The risk of significant post-operative bleeding is very low. Upon completion of the surgery, a pressure bandage will be placed on the wound. Small number of patients may have some post-operative bleeding as the epinephrine (adrenaline) in the anesthetic wears off. This usually can be stopped with direct pressure for 20 minutes. For any bleeding that is not controlled with pressure, we need to be notified immediately.
At times, the area surrounding your operative site will be numb to the touch. This area of numbness may persist for several months or longer. In some instances it may be permanent. If this occurs, please discuss it with your physician at your follow-up visit.
Although every effort will be made to offer the best possible cosmetic result, you will be left with a scar. The scar will often be longer than what you may have anticipated because cancer that is underneath the surface is larger than what is visible before surgery. The scar may also need to be lengthened to better fit the contours of the skin. Scars can take a few months or longer to heal completely. The scar can be minimized by the proper care of your wound. We will discuss wound care in detail with you and give you wound care information, which will explicitly outline how to take care of whatever type of wound you have.
Activity and Follow-up
You should plan on decreased activity and restrict travel for 1 week, and in some cases longer. This is important in order to minimize the scar from spreading and to reduce the chances of bleeding. In some cases where the wound is on the legs, you may be placed on crutches. You will be asked to follow up in 1 to 2 weeks and may subsequently need more follow ups.
PATIENT HEALTH QUESTIONNAIRE
Please print, fill out, sign and bring this form with you to your Mohs surgery appointment with Dr. Ken Lee. Click to download and print the Mohs patient Health Questionnaire.
MOHS SURGERY WELCOME KIT (FOR NEW PATIENTS)

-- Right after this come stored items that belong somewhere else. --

use axum::http::StatusCode;
use axum::response::{IntoResponse, Response};
use serde_json::json;
use stockgrid_core::error::CoreError;

/// Application-level error type for HTTP handlers.
///
/// Wraps [`CoreError`] for domain errors and adds HTTP-specific variants.
/// Implements [`IntoResponse`] to produce consistent JSON error responses.
#[derive(Debug, thiserror::Error)]
pub enum AppError {
    /// A domain-level error from `stockgrid_core`.
    #[error(transparent)]
    Core(#[from] CoreError),

    /// A bad request with a human-readable message.
    #[error("Bad request: {0}")]
    BadRequest(String),
}

/// Convenience type alias for handler return values.
pub type AppResult<T> = Result<T, AppError>;

impl IntoResponse for AppError {
    fn into_response(self) -> Response {
        let (status, code, message) = match &self {
            // --- CoreError variants ---
            AppError::Core(core) => match core {
                CoreError::NotFound { entity, id } => (
                    StatusCode::NOT_FOUND,
                    "NOT_FOUND",
                    format!("{entity} with id {id} not found"),
                ),
                CoreError::Validation(msg) => {
                    (StatusCode::BAD_REQUEST, "VALIDATION_ERROR", msg.clone())
                }
                CoreError::Conflict(msg) => (StatusCode::CONFLICT, "CONFLICT", msg.clone()),
                CoreError::Upstream(msg) => {
                    tracing::warn!(error = %msg, "Upstream failure");
                    (StatusCode::BAD_GATEWAY, "UPSTREAM_ERROR", msg.clone())
                }
                CoreError::Internal(msg) => {
                    tracing::error!(error = %msg, "Internal core error");
                    (
                        StatusCode::INTERNAL_SERVER_ERROR,
                        "INTERNAL_ERROR",
                        "An internal error occurred".to_string(),
                    )
                }
            },

            // --- HTTP-specific errors ---
            AppError::BadRequest(msg) => (StatusCode::BAD_REQUEST, "BAD_REQUEST", msg.clone()),
        };

        let body = json!({
            "error": message,
            "code": code,
        });

        (status, axum::Json(body)).into_response()
    }
}
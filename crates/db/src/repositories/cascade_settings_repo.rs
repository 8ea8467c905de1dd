//! Repository for the `item_option_cascade_settings` table.
//!
//! At most one active row exists per SKU and per category (partial unique
//! indexes). Deleting a record only deactivates it.

use serde_json::Value;
use sqlx::PgPool;
use stockgrid_core::cascade::{SettingsMap, SettingsTarget};
use stockgrid_core::types::DbId;

use crate::models::cascade_settings::{
    target_columns, CascadeSettingsRow, APPLIES_TO_CATEGORY, APPLIES_TO_SKU,
};

const COLUMNS: &str =
    "id, applies_to_type, item_sku, category_id, settings, is_active, created_at, updated_at";

pub struct CascadeSettingsRepo;

impl CascadeSettingsRepo {
    pub async fn list_active(pool: &PgPool) -> Result<Vec<CascadeSettingsRow>, sqlx::Error> {
        let query = format!(
            "SELECT {COLUMNS} FROM item_option_cascade_settings \
             WHERE is_active \
             ORDER BY applies_to_type, item_sku NULLS LAST, category_id NULLS LAST, id"
        );
        sqlx::query_as::<_, CascadeSettingsRow>(&query)
            .fetch_all(pool)
            .await
    }

    pub async fn find_active_for_sku(
        pool: &PgPool,
        sku: &str,
    ) -> Result<Option<CascadeSettingsRow>, sqlx::Error> {
        let query = format!(
            "SELECT {COLUMNS} FROM item_option_cascade_settings \
             WHERE is_active AND applies_to_type = '{APPLIES_TO_SKU}' AND item_sku = $1"
        );
        sqlx::query_as::<_, CascadeSettingsRow>(&query)
            .bind(sku)
            .fetch_optional(pool)
            .await
    }

    pub async fn find_active_for_category(
        pool: &PgPool,
        category_id: DbId,
    ) -> Result<Option<CascadeSettingsRow>, sqlx::Error> {
        let query = format!(
            "SELECT {COLUMNS} FROM item_option_cascade_settings \
             WHERE is_active AND applies_to_type = '{APPLIES_TO_CATEGORY}' AND category_id = $1"
        );
        sqlx::query_as::<_, CascadeSettingsRow>(&query)
            .bind(category_id)
            .fetch_optional(pool)
            .await
    }

    /// Replace the settings of the active row for `target`, or insert one.
    pub async fn upsert(
        pool: &PgPool,
        target: &SettingsTarget,
        settings: &SettingsMap,
    ) -> Result<CascadeSettingsRow, sqlx::Error> {
        let (applies_to_type, item_sku, category_id) = target_columns(target);
        let settings = Value::Object(settings.clone().into_iter().collect());
        let mut tx = pool.begin().await?;

        let update = format!(
            "UPDATE item_option_cascade_settings \
             SET settings = $4, updated_at = NOW() \
             WHERE is_active AND applies_to_type = $1 \
               AND item_sku IS NOT DISTINCT FROM $2 \
               AND category_id IS NOT DISTINCT FROM $3 \
             RETURNING {COLUMNS}"
        );
        let updated = sqlx::query_as::<_, CascadeSettingsRow>(&update)
            .bind(applies_to_type)
            .bind(item_sku)
            .bind(category_id)
            .bind(&settings)
            .fetch_optional(&mut *tx)
            .await?;

        let row = match updated {
            Some(row) => row,
            None => {
                let insert = format!(
                    "INSERT INTO item_option_cascade_settings \
                        (applies_to_type, item_sku, category_id, settings) \
                     VALUES ($1, $2, $3, $4) \
                     RETURNING {COLUMNS}"
                );
                sqlx::query_as::<_, CascadeSettingsRow>(&insert)
                    .bind(applies_to_type)
                    .bind(item_sku)
                    .bind(category_id)
                    .bind(&settings)
                    .fetch_one(&mut *tx)
                    .await?
            }
        };

        tx.commit().await?;
        Ok(row)
    }

    /// Returns `true` if an active row was deactivated.
    pub async fn deactivate(pool: &PgPool, id: DbId) -> Result<bool, sqlx::Error> {
        let result = sqlx::query(
            "UPDATE item_option_cascade_settings \
             SET is_active = FALSE, updated_at = NOW() \
             WHERE id = $1 AND is_active",
        )
        .bind(id)
        .execute(pool)
        .await?;
        Ok(result.rows_affected() > 0)
    }
}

Click to dowload and print a Mohs Surgery Welcome Kit with all the forms you'll need if you are a new patient seeing Dr. Ken Lee for surgery. Please print, fill out, and sign where indicated. Bring the forms with you to your surgery appointment with Dr. Lee.
WOUND CARE INSTRUCTIONS
Click for Caring for Sutured Wound instructions.
Click for Caring for Open Wound instructions.
FREQUENTLY ASKED QUESTIONS
Click for FAQs (frequently asked questions) about Mohs surgery.
Most insurance carriers cover the cost of Mohs surgery and reconstruction. Please bring your current insurance cards and photo ID with you to each visit. If prior authorization or referral is required, please contact your insurance company or your primary care physician at least one week prior to your appointment.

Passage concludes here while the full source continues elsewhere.